Belgique

Le président du Forum des organisations juives, Eli Ringer, a pris acte des explications données à la communauté juive d'Anvers par Bart De Wever. Le président de la N-VA a demandé à rencontrer celle-ci mardi (voir ci-dessus). "Nous lui avons dit que nous avions été choqués par ses propos et que nous étions inquiets pour l'avenir", observe M.Ringer. "Son mea culpa est-il convaincant ? L'avenir nous le dira. Que M. De Wever ait sollicité la rencontre est positif. La discussion a été franche, ouverte et c'est une bonne chose. Mais il faut voir désormais si M. De Wever, qui prétend notamment que ses propos ont été tirés de leur contexte, saura accepter de tout coeur les excu ses présentées par le bourgmestre d'Anvers, Patrick Janssens, s'il sera capable de tenir un langage plus conforme à la réalité".

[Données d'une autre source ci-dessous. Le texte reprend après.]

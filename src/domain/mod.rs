//! Domain models - core scan and trip types
//!
//! This module contains the canonical data types used throughout the system:
//! - `ScanEvent` - a single camera detection of a plate
//! - `CameraId` - waypoint identifier shared by scans and canonical routes
//! - `Trip` / `RefinedTrip` - segmented and interpolated vehicle paths
//! - `TrajectoryError` - fatal ordering violations

pub mod error;
pub mod trip;
pub mod types;

// Re-export commonly used types at module level
pub use error::TrajectoryError;
pub use trip::{RefinedTrip, Trip, VisitRecord};
pub use types::{CameraId, ScanEvent};
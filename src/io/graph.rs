//! Per-plate node/link graphs for the visualization front end

use crate::domain::trip::{RefinedTrip, VisitRecord};
use anyhow::Context;
use rustc_hash::FxHashSet;
use serde::Serialize;
use std::path::Path;
use tracing::info;

#[derive(Debug, Clone, PartialEq, Serialize)]
pub struct GraphNode {
    pub id: String,
}

#[derive(Debug, Clone, PartialEq, Serialize)]
pub struct GraphLink {
    pub source: String,
    pub target: String,
    pub time: f64,
}

/// One trip as a graph: unique waypoints and one link per consecutive pair
#[derive(Debug, Clone, PartialEq, Serialize)]
pub struct TripGraph {
    pub nodes: Vec<GraphNode>,
    pub links: Vec<GraphLink>,
}

impl TripGraph {
    pub fn from_trip(trip: &RefinedTrip) -> Self {
        let mut seen: FxHashSet<&str> = FxHashSet::default();
        let nodes = trip
            .route
            .iter()
            .filter(|id| seen.insert(id.as_str()))
            .map(|id| GraphNode { id: id.to_string() })
            .collect();

        let links = trip
            .route
            .windows(2)
            .enumerate()
            .map(|(i, pair)| GraphLink {
                source: pair[0].to_string(),
                target: pair[1].to_string(),
                time: trip.durations.get(i).copied().unwrap_or(0.0),
            })
            .collect();

        Self { nodes, links }
    }
}

/// Graphs for every trip of one plate, in record order
pub fn plate_graphs(records: &[VisitRecord], plate: &str) -> Vec<TripGraph> {
    records
        .iter()
        .filter(|r| r.trip.plate == plate)
        .map(|r| TripGraph::from_trip(&r.trip))
        .collect()
}

/// Write one plate's graphs as a pretty JSON array; returns the graph count
pub fn write_plate_graphs<P: AsRef<Path>>(
    path: P,
    records: &[VisitRecord],
    plate: &str,
) -> anyhow::Result<usize> {
    let path = path.as_ref();
    let graphs = plate_graphs(records, plate);
    let json = serde_json::to_string_pretty(&graphs).context("Failed to serialize graphs")?;
    std::fs::write(path, json)
        .with_context(|| format!("Failed to write graph file {}", path.display()))?;

    info!(plate = %plate, graphs = %graphs.len(), file = %path.display(), "plate_graphs_written");
    Ok(graphs.len())
}
//! Run statistics for one pipeline pass
//!
//! Plain counters owned by the run that produced them; nothing is shared
//! between runs, so a pipeline can execute on any thread.

use crate::services::plate_filter::FilterSummary;
use crate::services::reconciler::ReconcileSummary;
use std::time::Duration;
use tracing::info;

/// Counters collected across the pipeline stages
#[derive(Debug, Clone, Default, PartialEq)]
pub struct PipelineStats {
    pub events_in: usize,
    pub distinct_plates: usize,
    pub uncertain_plates: usize,
    pub resolved_plates: usize,
    pub unresolved_plates: usize,
    pub events_rewritten: usize,
    pub events_filtered: usize,
    pub events_segmented: usize,
    pub trips: usize,
    pub single_scan_trips: usize,
    /// Observed transitions that received inferred waypoints
    pub insertions_applied: usize,
    pub insertion_pairs: usize,
    pub elapsed: Duration,
}

impl PipelineStats {
    pub fn record_reconciliation(&mut self, summary: &ReconcileSummary) {
        self.distinct_plates = summary.distinct_plates;
        self.uncertain_plates = summary.uncertain_plates;
        self.resolved_plates = summary.resolved_plates;
        self.unresolved_plates = summary.unresolved_plates;
        self.events_rewritten = summary.events_rewritten;
    }

    pub fn record_filter(&mut self, summary: &FilterSummary) {
        self.events_filtered = summary.dropped();
        self.events_segmented = summary.kept;
    }

    /// Share of uncertain plates that were resolved (0.0 when there were none)
    pub fn resolution_rate(&self) -> f64 {
        if self.uncertain_plates == 0 {
            return 0.0;
        }
        self.resolved_plates as f64 / self.uncertain_plates as f64
    }

    /// Log the summary as a single structured line
    pub fn log(&self) {
        info!(
            events_in = %self.events_in,
            plates = %self.distinct_plates,
            uncertain = %self.uncertain_plates,
            resolved = %self.resolved_plates,
            resolution_rate = format!("{:.2}", self.resolution_rate()),
            filtered = %self.events_filtered,
            trips = %self.trips,
            single_scan_trips = %self.single_scan_trips,
            insertions = %self.insertions_applied,
            elapsed_ms = %self.elapsed.as_millis(),
            "pipeline_stats"
        );
    }
}
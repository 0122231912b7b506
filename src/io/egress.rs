//! Trip egress - writes numbered trips to file
//!
//! Trips are written in JSONL format (one JSON object per line)
//! to the file specified in config.

use crate::domain::trip::VisitRecord;
use std::fs::OpenOptions;
use std::io::{BufWriter, Write};
use std::path::Path;
use tracing::info;

/// Egress writer for trips
pub struct Egress {
    file_path: String,
}

impl Egress {
    pub fn new(file_path: &str) -> Self {
        info!(file_path = %file_path, "egress_initialized");
        Self { file_path: file_path.to_string() }
    }

    /// Write all trips in one append; returns the number written
    pub fn write_trips(&self, records: &[VisitRecord]) -> std::io::Result<usize> {
        let written = self.append_lines(records.iter().map(VisitRecord::to_json))?;
        info!(file = %self.file_path, trips = %written, "trips_egressed");
        Ok(written)
    }

    /// Append lines to the egress file
    fn append_lines<I: IntoIterator<Item = String>>(&self, lines: I) -> std::io::Result<usize> {
        let path = Path::new(&self.file_path);

        // Create parent directories if they don't exist
        if let Some(parent) = path.parent() {
            if !parent.as_os_str().is_empty() && !parent.exists() {
                std::fs::create_dir_all(parent)?;
            }
        }

        let file = OpenOptions::new().create(true).append(true).open(path)?;
        let mut writer = BufWriter::new(file);

        let mut count = 0;
        for line in lines {
            writeln!(writer, "{}", line)?;
            count += 1;
        }
        writer.flush()?;

        Ok(count)
    }
}
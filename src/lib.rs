//! ALPR trip reconstruction library
//!
//! Exposes modules for integration testing and binary reuse.

pub mod domain;
pub mod infra;
pub mod io;
pub mod services;
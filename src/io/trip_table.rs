//! Tabular trip export with bracketed list columns
//!
//! Columns: `plate,visit_index,route,durations,directions,entry_date,exit_date`.
//! Sequence columns use the bracketed form `[a, b, c]` that the graph export
//! and downstream spreadsheets expect, quoted whenever they hold a comma.

use crate::domain::trip::VisitRecord;
use crate::domain::types::TIMESTAMP_FORMAT;
use anyhow::Context;
use std::fs::File;
use std::io::{BufWriter, Write};
use std::path::Path;
use tracing::info;

pub const HEADER: &str = "plate,visit_index,route,durations,directions,entry_date,exit_date";

/// Format items as `[a, b, c]`
pub fn format_list<T: std::fmt::Display>(items: &[T]) -> String {
    let inner: Vec<String> = items.iter().map(|item| item.to_string()).collect();
    format!("[{}]", inner.join(", "))
}

/// Format minutes keeping a decimal point, e.g. `10.0`
pub fn format_minutes(minutes: &[f64]) -> String {
    let inner: Vec<String> = minutes.iter().map(|m| format!("{:?}", m)).collect();
    format!("[{}]", inner.join(", "))
}

/// Parse `[a, b, c]` back into its items; `[]` and blank input give no items
pub fn parse_list(field: &str) -> Vec<String> {
    let inner = field.trim().trim_start_matches('[').trim_end_matches(']').trim();
    if inner.is_empty() {
        return Vec::new();
    }
    inner.split(',').map(|s| s.trim().trim_matches('\'').to_string()).collect()
}

/// Quote a field when it contains a delimiter, quote or newline
fn escape(field: &str) -> String {
    if field.contains(|c: char| matches!(c, ',' | '"' | '\n' | '\r')) {
        format!("\"{}\"", field.replace('"', "\"\""))
    } else {
        field.to_string()
    }
}

/// Render one record as a table row (no trailing newline)
pub fn format_row(record: &VisitRecord) -> String {
    let trip = &record.trip;
    [
        escape(&trip.plate),
        record.visit_index.to_string(),
        escape(&format_list(&trip.route)),
        escape(&format_minutes(&trip.durations)),
        escape(&format_list(&trip.directions)),
        trip.entry.format(TIMESTAMP_FORMAT).to_string(),
        trip.exit.format(TIMESTAMP_FORMAT).to_string(),
    ]
    .join(",")
}

/// Write the header and all rows to `writer`
pub fn write_table<W: Write>(mut writer: W, records: &[VisitRecord]) -> std::io::Result<()> {
    writeln!(writer, "{}", HEADER)?;
    for record in records {
        writeln!(writer, "{}", format_row(record))?;
    }
    writer.flush()
}

/// Write the table to a file, replacing any previous content
pub fn write_table_file<P: AsRef<Path>>(path: P, records: &[VisitRecord]) -> anyhow::Result<()> {
    let path = path.as_ref();
    if let Some(parent) = path.parent() {
        if !parent.as_os_str().is_empty() && !parent.exists() {
            std::fs::create_dir_all(parent)
                .with_context(|| format!("Failed to create {}", parent.display()))?;
        }
    }

    let file = File::create(path)
        .with_context(|| format!("Failed to create trip table {}", path.display()))?;
    write_table(BufWriter::new(file), records)
        .with_context(|| format!("Failed to write trip table {}", path.display()))?;

    info!(file = %path.display(), rows = %records.len(), "trip_table_written");
    Ok(())
}
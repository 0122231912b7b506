//! Infrastructure - configuration and run statistics
//!
//! This module contains infrastructure concerns:
//! - `config` - Application configuration (TOML loading, defaults)
//! - `metrics` - Per-run pipeline counters

pub mod config;
pub mod metrics;

// Re-export commonly used types
pub use config::Config;
pub use metrics::PipelineStats;
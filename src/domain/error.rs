//! Fatal errors raised by the trip pipeline
//!
//! Only ordering preconditions fail loudly. Recoverable conditions (no
//! candidate plate, malformed canonical route, missing duration) are handled
//! where they occur and reported through logs.

use chrono::NaiveDateTime;
use thiserror::Error;

#[derive(Debug, Clone, PartialEq, Error)]
pub enum TrajectoryError {
    /// A plate group's timestamps go backwards
    #[error(
        "input ordering violation for plate {plate}: scan {index} at {current} precedes previous scan at {previous}"
    )]
    InputOrderingViolation {
        plate: String,
        index: usize,
        previous: NaiveDateTime,
        current: NaiveDateTime,
    },

    /// A plate group resumes after scans of another plate
    #[error("input ordering violation: scans for plate {plate} resume at index {index} after another plate")]
    UngroupedPlate { plate: String, index: usize },
}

Pour Philippe Markiewicz, président du Comité de coordination des organisations juives de Belgique, contacté avant la rencontre de mardi, les déclarations du président de la N-VA sont "choquantes". "Le rapport du Centre d'études guerre et société contemporaines, commandé par le Sénat, a montré de façon explicite que certains mandataires de l'époque ont contribué aux rafles de Juifs", commente M. Markiewicz, "Le bourgmestre Janssens, à l'occasion d'un colloque organisé dans sa ville, a lancé, à l'adresse de la communauté juive et de toutes les autres communautés, un signal positif et posé un geste courageux", ajoute-t-il, s'étonnant que M. De Wever critique une attitude qu'il juge légitime. Surtout, il ne comprend pas que le politicien ait cru bon d'établir un parallèle avec la situation des Palestiniens dans les territoires occupés. "Les juifs de Belgique sont des citoyens belges. Nous ne sommes pas une succursale de l'ambassade d'Israël. Alors que M. De Wever n'essaie pas d'importer un conflit extérieur. C'est d'autant plus inadmissible que notre communauté souhaite la paix au Proche-Orient", indique le président de la C.C.O.J.B, pour qui ce comportement n'est pas digne d'un homme qui se voit un destin national.

Julien Klener, président du Consistoire central israélite, estime, lui, que M. De Wever a raté une occasion de se taire et a rouvert inutilement une cicatrice dans le coeur de la communauté juive. Quant à Judith Kronfeld, secrétaire générale de l'Association des déportés juifs, elle attendait mardi que les partis démocratiques expriment leur rejet de tels propos et que le CD & V se démarque de l'attitude "intolérable" de M. De Wever, concluant que "le nationalisme mène toujours aux dérapages et à la surenchère".